### What you need to do
Collect every line below that contains the word "parent".
── Dataset entries ──
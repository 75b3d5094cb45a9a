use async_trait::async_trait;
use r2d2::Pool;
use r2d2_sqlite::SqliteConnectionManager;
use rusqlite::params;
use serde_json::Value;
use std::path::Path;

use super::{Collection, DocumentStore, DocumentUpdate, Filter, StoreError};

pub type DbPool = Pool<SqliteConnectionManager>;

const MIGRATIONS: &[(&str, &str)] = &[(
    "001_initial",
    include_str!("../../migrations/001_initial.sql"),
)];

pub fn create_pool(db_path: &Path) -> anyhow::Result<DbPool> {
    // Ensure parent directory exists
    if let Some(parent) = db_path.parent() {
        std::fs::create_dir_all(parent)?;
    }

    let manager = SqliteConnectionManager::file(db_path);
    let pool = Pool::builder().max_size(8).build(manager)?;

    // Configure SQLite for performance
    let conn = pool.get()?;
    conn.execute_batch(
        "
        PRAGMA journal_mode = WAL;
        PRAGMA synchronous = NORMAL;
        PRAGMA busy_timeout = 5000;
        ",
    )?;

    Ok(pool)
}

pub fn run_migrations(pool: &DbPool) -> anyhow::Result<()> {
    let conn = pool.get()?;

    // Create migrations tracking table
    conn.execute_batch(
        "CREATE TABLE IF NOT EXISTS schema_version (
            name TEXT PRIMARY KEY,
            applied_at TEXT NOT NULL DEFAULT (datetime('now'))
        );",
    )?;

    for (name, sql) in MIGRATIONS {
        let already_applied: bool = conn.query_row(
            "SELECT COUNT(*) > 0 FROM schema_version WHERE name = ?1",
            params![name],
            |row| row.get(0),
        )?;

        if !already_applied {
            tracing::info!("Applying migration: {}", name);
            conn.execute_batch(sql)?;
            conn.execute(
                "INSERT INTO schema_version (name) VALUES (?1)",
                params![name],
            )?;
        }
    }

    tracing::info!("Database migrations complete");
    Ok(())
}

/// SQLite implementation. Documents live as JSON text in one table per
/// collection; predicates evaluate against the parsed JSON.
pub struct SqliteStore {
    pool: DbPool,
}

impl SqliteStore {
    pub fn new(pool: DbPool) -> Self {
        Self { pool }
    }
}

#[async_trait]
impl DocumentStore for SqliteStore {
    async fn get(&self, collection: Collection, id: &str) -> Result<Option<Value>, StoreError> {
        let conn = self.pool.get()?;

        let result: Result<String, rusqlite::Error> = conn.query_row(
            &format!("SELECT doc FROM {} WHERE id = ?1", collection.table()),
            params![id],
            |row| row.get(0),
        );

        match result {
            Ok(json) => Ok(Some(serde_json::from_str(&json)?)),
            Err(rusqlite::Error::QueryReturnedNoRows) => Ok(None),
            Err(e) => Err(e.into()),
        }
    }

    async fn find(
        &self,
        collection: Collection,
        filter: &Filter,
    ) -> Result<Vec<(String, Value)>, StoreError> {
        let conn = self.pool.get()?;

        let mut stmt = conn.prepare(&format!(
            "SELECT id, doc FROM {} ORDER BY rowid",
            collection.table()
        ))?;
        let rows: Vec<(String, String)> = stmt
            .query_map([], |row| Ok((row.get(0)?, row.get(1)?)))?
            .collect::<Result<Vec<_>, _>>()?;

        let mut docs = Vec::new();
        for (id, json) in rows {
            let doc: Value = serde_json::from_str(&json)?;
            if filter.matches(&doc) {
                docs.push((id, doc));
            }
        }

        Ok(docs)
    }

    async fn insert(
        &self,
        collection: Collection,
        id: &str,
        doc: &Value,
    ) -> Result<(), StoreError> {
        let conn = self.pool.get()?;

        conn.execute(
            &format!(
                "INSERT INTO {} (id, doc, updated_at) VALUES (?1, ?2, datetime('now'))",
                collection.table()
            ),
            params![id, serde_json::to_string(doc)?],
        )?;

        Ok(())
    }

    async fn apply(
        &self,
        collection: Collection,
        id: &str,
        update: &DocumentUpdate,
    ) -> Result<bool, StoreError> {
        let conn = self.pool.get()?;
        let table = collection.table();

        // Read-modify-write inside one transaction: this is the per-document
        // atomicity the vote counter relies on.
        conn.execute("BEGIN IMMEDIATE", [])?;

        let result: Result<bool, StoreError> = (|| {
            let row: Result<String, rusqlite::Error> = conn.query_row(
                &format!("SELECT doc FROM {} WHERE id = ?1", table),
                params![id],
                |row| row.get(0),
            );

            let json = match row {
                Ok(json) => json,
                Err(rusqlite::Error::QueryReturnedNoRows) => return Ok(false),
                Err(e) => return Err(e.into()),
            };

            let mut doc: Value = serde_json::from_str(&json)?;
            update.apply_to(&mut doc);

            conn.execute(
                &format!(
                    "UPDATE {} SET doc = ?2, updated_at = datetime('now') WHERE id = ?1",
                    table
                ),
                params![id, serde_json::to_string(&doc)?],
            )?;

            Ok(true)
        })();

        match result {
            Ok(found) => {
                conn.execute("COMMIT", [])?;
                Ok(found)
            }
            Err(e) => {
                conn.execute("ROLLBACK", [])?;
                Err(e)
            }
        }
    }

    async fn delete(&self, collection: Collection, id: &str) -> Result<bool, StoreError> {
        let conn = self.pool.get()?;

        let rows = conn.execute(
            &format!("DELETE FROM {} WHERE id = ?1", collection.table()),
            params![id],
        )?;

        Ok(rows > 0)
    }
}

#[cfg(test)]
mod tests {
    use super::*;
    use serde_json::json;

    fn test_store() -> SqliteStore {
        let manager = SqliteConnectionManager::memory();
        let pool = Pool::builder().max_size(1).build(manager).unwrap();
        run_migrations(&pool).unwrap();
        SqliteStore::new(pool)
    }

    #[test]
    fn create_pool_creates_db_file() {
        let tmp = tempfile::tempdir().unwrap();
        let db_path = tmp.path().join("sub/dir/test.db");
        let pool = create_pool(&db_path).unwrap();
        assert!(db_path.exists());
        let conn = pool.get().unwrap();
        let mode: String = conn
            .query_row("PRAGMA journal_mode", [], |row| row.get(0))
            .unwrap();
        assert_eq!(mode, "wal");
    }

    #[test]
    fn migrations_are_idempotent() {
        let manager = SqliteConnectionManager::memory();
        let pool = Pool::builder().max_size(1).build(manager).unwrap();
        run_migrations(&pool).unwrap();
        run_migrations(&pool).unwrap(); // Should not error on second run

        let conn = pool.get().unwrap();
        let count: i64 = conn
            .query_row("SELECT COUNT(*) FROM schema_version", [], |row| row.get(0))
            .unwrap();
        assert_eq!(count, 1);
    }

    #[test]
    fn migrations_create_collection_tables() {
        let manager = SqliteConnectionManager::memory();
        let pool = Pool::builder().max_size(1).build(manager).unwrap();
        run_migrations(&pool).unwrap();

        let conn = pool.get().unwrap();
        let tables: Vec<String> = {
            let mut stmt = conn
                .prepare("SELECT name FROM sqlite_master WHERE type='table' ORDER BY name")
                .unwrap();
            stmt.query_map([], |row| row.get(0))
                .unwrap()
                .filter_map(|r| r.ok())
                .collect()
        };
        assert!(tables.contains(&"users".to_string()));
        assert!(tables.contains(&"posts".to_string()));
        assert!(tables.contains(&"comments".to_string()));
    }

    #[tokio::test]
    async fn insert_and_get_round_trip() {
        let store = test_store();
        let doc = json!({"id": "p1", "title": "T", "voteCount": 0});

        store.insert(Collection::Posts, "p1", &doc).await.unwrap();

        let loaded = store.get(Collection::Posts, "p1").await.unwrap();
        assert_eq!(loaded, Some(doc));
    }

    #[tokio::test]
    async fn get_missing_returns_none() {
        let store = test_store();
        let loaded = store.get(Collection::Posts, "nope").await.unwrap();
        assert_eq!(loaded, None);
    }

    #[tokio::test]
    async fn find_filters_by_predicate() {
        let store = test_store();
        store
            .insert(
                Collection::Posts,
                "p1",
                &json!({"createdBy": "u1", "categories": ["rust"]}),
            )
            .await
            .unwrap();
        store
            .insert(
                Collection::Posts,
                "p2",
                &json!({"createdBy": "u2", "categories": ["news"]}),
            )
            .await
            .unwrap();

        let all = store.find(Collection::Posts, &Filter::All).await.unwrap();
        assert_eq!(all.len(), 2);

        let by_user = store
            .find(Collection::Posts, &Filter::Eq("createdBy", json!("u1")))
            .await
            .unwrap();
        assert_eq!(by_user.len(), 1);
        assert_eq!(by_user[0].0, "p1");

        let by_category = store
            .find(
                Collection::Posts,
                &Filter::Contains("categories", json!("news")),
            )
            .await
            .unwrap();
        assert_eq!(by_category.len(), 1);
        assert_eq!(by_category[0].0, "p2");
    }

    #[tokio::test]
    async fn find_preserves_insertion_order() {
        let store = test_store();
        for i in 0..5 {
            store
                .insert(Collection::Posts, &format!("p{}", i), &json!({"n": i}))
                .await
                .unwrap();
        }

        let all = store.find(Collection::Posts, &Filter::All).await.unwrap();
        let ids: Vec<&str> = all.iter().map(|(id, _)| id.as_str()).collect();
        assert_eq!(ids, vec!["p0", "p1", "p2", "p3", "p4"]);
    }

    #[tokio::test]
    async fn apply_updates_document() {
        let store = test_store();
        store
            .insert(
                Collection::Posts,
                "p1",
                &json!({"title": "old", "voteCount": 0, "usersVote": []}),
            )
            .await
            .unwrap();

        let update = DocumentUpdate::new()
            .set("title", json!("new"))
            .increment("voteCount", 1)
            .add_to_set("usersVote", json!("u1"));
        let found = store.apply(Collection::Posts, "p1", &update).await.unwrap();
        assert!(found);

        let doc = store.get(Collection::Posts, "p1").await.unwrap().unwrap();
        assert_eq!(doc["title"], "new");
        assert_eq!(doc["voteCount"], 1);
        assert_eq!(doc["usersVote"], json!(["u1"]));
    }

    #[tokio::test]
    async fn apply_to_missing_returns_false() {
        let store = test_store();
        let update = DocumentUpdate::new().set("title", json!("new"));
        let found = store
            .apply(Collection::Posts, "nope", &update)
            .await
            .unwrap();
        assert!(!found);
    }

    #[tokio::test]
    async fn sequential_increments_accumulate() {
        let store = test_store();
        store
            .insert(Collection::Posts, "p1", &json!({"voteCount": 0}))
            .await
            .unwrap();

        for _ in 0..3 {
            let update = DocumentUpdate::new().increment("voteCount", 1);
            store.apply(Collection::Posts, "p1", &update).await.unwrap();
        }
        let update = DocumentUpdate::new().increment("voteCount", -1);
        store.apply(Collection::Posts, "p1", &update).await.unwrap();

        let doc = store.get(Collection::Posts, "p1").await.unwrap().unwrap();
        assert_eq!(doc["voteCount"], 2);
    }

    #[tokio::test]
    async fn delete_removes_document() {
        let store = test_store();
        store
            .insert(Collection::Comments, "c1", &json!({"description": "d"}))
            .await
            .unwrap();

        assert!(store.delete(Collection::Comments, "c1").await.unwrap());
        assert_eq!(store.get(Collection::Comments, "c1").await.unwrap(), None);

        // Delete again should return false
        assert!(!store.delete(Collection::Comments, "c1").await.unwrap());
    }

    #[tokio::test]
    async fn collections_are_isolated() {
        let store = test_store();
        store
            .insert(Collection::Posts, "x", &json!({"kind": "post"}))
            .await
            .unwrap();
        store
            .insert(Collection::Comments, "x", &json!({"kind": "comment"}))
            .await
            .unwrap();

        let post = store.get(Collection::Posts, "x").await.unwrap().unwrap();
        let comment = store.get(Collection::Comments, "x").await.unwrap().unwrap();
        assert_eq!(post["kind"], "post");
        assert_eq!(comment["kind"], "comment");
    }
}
───
── Dataset entries ──
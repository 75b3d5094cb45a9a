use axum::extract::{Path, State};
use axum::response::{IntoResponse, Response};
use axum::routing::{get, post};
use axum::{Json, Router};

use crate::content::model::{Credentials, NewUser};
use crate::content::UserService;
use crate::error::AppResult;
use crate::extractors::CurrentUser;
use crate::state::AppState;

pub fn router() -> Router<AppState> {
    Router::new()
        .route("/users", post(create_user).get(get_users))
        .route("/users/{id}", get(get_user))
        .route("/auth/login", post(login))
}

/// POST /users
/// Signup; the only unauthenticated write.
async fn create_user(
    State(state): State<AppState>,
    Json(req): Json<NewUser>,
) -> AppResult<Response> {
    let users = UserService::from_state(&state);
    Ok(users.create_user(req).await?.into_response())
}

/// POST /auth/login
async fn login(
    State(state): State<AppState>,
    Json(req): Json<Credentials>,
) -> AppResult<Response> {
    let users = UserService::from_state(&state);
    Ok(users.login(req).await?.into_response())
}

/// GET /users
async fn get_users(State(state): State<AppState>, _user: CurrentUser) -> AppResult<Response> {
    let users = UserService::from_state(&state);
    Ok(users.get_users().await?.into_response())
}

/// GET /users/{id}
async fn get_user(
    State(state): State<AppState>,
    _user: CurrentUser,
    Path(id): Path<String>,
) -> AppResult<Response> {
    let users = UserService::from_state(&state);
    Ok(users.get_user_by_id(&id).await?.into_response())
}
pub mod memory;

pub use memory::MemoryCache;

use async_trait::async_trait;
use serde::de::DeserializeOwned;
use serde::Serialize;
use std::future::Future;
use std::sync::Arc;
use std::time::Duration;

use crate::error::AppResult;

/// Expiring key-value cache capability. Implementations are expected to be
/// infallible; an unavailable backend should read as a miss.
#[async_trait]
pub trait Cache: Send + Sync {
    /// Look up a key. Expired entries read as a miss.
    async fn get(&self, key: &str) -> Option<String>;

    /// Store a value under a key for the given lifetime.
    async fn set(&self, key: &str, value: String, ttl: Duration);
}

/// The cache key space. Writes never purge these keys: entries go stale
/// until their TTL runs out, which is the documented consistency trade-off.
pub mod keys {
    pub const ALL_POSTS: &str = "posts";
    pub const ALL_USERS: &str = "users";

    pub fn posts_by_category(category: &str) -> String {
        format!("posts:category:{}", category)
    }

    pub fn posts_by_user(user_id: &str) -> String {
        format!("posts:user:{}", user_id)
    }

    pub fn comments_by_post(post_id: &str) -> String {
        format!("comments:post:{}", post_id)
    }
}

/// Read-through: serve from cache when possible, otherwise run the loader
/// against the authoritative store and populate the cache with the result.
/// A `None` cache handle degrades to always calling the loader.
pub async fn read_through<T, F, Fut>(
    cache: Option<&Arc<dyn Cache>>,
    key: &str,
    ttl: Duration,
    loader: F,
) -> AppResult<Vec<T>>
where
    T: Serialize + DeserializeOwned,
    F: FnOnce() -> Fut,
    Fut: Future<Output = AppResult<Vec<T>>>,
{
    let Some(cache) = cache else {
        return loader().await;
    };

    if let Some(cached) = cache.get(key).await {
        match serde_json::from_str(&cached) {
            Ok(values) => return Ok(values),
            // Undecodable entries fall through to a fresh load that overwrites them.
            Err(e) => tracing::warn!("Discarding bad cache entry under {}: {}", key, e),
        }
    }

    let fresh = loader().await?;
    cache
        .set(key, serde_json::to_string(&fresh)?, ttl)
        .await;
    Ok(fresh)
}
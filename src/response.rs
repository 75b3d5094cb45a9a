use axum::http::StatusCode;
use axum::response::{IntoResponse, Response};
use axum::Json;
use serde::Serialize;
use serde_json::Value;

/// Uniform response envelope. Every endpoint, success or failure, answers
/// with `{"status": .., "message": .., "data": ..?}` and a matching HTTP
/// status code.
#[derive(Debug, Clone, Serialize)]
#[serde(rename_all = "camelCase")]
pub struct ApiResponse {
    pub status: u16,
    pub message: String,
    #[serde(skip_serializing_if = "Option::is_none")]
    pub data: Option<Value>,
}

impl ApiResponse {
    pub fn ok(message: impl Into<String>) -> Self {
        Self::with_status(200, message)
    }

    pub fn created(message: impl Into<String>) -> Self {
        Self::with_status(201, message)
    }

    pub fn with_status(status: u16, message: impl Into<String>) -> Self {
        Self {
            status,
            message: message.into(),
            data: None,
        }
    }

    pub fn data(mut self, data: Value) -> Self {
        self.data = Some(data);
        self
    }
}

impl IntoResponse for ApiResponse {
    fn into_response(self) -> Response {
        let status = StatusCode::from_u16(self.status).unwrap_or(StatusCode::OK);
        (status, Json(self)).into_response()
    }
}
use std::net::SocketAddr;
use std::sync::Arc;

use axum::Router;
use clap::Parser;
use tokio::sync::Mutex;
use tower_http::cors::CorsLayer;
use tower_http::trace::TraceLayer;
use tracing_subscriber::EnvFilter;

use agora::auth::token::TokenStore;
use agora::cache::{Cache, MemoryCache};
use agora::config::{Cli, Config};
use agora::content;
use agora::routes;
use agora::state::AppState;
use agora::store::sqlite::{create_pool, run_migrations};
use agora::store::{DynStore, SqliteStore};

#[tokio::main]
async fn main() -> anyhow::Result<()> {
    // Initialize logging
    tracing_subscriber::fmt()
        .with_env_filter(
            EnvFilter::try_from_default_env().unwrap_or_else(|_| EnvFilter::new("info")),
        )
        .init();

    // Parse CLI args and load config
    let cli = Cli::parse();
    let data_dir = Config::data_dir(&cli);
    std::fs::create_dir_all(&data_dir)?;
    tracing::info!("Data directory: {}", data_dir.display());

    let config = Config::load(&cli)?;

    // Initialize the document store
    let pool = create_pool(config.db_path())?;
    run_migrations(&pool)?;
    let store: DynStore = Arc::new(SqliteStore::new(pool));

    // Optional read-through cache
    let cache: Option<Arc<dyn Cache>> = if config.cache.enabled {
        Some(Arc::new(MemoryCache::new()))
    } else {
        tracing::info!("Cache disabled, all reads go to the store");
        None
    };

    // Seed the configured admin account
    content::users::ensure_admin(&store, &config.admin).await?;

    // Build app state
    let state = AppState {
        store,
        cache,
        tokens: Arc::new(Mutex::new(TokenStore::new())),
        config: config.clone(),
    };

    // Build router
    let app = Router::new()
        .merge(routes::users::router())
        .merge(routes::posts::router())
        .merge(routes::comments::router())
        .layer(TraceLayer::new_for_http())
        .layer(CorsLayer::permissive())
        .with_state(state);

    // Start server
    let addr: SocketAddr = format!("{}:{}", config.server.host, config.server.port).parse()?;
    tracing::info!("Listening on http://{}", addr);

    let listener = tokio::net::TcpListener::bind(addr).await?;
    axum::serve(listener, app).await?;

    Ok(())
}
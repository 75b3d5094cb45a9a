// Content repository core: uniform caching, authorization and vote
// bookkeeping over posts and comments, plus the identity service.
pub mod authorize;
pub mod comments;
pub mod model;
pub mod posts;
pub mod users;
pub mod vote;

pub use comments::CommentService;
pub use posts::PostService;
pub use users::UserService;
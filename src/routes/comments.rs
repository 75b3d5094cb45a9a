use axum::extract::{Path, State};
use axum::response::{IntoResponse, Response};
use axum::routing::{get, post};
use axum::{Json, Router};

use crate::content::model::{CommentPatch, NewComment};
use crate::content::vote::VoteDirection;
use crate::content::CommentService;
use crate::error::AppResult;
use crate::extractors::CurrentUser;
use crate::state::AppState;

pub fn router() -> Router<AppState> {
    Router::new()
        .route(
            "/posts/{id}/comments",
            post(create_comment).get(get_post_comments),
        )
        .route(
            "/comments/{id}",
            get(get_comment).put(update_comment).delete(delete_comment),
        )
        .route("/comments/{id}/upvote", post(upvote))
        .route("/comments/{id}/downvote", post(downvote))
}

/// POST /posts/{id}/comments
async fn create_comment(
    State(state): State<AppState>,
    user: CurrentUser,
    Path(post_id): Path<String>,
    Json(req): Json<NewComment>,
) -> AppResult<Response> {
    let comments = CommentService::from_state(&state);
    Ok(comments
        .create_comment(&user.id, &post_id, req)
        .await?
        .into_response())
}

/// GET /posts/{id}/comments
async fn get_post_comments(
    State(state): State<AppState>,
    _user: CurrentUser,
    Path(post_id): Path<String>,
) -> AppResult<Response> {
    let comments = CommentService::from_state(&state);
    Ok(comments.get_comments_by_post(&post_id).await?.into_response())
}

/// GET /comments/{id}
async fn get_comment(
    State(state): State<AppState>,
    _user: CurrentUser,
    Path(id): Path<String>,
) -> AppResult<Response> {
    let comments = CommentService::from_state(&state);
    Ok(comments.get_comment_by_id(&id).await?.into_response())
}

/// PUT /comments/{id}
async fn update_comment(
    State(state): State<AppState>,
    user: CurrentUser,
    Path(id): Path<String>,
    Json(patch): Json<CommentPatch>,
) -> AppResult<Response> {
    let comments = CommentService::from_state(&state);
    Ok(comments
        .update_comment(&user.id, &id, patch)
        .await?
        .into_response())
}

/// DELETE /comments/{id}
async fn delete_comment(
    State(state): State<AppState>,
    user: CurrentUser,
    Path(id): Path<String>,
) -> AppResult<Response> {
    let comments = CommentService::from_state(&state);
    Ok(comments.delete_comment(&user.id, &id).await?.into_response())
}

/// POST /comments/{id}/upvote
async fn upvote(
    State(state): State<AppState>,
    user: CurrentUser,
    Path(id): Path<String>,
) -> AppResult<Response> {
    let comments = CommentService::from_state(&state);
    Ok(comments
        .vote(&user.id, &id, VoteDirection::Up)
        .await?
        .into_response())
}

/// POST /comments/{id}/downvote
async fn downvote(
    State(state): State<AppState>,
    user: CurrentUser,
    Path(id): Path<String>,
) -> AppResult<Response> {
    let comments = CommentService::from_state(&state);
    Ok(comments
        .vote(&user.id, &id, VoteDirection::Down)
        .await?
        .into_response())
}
───
### Written answer
    // Ensure parent directory exists
    if let Some(parent) = db_path.parent() {
        std::fs::create_dir_all(parent)?;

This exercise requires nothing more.